* _Task requirements_:
The entries below hold a line with "filename apps/portal/src/session/storage.rs" and a line with "failing durable write". Return those lines and all that lie between them, exactly and only.

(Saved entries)
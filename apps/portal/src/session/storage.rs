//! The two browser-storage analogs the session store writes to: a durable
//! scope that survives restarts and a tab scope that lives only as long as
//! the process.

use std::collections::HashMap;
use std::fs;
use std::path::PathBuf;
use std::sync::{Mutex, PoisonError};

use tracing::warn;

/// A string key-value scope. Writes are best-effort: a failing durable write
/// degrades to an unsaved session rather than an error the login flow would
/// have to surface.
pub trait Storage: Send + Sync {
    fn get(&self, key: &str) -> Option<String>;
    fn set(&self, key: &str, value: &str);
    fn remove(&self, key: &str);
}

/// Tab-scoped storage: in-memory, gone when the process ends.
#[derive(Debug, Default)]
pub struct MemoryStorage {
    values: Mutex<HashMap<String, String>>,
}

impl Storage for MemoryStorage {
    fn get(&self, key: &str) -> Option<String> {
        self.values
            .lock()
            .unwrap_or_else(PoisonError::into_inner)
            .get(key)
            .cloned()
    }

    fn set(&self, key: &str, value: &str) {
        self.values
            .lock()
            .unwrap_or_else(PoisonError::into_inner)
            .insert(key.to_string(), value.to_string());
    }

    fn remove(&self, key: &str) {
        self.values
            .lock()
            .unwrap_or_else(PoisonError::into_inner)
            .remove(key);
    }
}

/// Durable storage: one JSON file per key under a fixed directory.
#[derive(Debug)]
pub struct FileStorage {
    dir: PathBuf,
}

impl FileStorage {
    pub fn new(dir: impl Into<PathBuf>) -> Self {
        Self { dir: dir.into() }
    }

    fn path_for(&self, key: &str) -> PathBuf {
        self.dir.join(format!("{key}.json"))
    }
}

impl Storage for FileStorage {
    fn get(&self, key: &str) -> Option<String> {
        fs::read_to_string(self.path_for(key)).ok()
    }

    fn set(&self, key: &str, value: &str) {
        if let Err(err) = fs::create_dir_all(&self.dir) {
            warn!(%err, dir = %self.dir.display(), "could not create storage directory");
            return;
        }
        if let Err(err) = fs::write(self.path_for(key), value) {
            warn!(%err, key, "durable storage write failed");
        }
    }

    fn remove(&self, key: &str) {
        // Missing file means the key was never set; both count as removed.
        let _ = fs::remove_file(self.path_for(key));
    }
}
---
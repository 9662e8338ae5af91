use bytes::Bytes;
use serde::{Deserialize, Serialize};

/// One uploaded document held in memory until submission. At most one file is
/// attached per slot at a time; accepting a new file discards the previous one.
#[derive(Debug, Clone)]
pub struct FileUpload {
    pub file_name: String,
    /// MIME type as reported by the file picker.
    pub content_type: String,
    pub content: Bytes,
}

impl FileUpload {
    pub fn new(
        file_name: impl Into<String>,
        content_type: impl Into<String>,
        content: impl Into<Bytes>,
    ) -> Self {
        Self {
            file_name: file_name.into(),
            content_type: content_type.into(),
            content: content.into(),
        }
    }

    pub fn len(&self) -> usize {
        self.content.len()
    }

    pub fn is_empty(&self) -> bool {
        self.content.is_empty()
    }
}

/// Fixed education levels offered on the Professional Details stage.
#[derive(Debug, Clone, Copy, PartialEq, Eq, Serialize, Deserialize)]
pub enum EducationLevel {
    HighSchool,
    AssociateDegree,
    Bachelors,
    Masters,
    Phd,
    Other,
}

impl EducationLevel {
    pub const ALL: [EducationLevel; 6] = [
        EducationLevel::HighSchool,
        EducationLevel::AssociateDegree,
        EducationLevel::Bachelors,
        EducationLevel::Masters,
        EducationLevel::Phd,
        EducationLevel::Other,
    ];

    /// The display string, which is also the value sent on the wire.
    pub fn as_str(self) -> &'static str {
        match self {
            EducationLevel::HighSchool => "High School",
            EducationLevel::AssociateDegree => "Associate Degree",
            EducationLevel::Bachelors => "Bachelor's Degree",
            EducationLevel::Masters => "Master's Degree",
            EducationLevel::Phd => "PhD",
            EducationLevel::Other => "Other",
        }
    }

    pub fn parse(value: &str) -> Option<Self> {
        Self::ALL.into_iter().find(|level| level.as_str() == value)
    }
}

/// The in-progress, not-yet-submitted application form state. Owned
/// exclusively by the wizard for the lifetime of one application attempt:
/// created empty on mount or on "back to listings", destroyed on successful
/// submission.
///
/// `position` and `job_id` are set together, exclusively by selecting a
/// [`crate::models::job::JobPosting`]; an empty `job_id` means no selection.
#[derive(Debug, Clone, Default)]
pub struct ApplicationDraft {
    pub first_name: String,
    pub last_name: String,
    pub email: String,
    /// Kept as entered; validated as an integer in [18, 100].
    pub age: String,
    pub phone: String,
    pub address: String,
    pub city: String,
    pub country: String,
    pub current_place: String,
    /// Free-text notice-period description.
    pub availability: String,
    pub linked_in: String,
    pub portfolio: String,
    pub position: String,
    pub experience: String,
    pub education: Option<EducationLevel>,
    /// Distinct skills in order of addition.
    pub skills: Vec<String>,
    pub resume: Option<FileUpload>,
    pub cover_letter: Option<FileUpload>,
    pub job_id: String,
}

* _Output below_:
filename apps/portal/src/session/storage.rs
//! The two browser-storage analogs the session store writes to: a durable
//! scope that survives restarts and a tab scope that lives only as long as
//! the process.

use std::collections::HashMap;
use std::fs;
use std::path::PathBuf;
use std::sync::{Mutex, PoisonError};

use tracing::warn;

/// A string key-value scope. Writes are best-effort: a failing durable write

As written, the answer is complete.